TASK BRIEF - Look through the data below and show every line that includes "Some".

(Stored data entries)
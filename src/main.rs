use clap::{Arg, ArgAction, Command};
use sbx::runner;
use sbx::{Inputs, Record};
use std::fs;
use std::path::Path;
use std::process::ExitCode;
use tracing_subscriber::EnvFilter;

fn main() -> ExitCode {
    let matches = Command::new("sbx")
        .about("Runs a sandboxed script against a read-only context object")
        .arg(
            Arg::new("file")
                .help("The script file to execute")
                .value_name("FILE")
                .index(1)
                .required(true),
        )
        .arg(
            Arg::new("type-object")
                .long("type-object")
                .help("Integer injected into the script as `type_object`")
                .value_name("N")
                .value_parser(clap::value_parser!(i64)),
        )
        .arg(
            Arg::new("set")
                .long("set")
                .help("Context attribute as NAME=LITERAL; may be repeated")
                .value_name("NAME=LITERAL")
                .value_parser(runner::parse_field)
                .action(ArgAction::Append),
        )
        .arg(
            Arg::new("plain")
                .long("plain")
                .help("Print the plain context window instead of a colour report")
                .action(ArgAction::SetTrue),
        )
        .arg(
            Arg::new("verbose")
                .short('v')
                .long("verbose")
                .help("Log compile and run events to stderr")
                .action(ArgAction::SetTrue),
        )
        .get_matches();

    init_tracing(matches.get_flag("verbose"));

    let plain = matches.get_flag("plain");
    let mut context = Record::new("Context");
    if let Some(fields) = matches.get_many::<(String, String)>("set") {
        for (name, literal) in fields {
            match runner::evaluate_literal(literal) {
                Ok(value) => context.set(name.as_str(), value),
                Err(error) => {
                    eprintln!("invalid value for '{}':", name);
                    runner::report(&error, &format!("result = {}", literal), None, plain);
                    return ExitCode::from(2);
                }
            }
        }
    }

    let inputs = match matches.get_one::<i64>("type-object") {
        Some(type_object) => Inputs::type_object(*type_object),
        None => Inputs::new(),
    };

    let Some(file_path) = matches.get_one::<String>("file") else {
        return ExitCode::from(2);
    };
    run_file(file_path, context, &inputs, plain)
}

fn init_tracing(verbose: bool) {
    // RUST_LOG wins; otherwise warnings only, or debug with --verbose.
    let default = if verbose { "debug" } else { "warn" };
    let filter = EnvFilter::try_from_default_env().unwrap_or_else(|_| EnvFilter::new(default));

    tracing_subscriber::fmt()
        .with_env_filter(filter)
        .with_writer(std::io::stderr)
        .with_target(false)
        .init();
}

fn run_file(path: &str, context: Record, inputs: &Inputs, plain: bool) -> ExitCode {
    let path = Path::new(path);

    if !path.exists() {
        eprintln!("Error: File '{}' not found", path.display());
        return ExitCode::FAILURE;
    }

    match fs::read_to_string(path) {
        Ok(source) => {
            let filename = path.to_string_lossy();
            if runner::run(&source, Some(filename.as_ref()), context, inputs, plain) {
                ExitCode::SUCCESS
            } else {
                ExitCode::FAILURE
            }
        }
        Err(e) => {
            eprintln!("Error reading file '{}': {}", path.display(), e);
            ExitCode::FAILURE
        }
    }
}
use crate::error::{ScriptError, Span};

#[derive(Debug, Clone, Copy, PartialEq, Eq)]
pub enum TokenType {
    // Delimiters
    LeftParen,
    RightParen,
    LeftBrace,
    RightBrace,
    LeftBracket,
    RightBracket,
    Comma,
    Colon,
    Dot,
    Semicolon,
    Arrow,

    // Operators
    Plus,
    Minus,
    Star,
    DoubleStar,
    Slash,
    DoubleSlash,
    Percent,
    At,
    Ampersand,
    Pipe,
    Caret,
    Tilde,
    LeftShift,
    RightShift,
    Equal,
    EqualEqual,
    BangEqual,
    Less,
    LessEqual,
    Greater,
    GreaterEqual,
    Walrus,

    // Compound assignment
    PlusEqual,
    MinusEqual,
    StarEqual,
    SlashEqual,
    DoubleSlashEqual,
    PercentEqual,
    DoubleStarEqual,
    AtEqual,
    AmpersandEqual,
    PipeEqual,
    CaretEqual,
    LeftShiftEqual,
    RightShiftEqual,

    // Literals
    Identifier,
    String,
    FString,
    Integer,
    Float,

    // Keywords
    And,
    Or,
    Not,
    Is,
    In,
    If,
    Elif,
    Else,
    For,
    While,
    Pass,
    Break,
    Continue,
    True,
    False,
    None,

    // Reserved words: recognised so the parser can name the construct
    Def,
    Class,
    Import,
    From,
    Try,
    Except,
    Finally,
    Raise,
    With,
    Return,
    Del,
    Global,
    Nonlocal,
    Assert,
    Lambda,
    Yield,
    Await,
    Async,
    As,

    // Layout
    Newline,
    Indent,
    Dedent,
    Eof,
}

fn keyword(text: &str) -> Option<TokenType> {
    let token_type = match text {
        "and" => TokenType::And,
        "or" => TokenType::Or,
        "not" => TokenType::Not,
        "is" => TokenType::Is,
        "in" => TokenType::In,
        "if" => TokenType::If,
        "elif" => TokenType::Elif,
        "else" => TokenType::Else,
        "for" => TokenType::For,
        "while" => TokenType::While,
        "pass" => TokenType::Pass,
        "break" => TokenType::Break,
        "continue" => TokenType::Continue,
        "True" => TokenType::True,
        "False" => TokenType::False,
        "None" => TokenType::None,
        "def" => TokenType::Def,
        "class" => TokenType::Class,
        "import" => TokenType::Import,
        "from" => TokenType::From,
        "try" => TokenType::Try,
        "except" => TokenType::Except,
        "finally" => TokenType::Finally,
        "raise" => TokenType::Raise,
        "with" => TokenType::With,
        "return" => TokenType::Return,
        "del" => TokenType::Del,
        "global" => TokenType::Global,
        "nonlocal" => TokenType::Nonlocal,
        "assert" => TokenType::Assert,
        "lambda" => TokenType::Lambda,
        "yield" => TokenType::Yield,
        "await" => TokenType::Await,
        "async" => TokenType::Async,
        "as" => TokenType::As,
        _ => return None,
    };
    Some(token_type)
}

TASK OUTPUT -
    if let Some(fields) = matches.get_many::<(String, String)>("set") {
        Some(type_object) => Inputs::type_object(*type_object),
    let Some(file_path) = matches.get_one::<String>("file") else {
            if runner::run(&source, Some(filename.as_ref()), context, inputs, plain) {
    Some(token_type)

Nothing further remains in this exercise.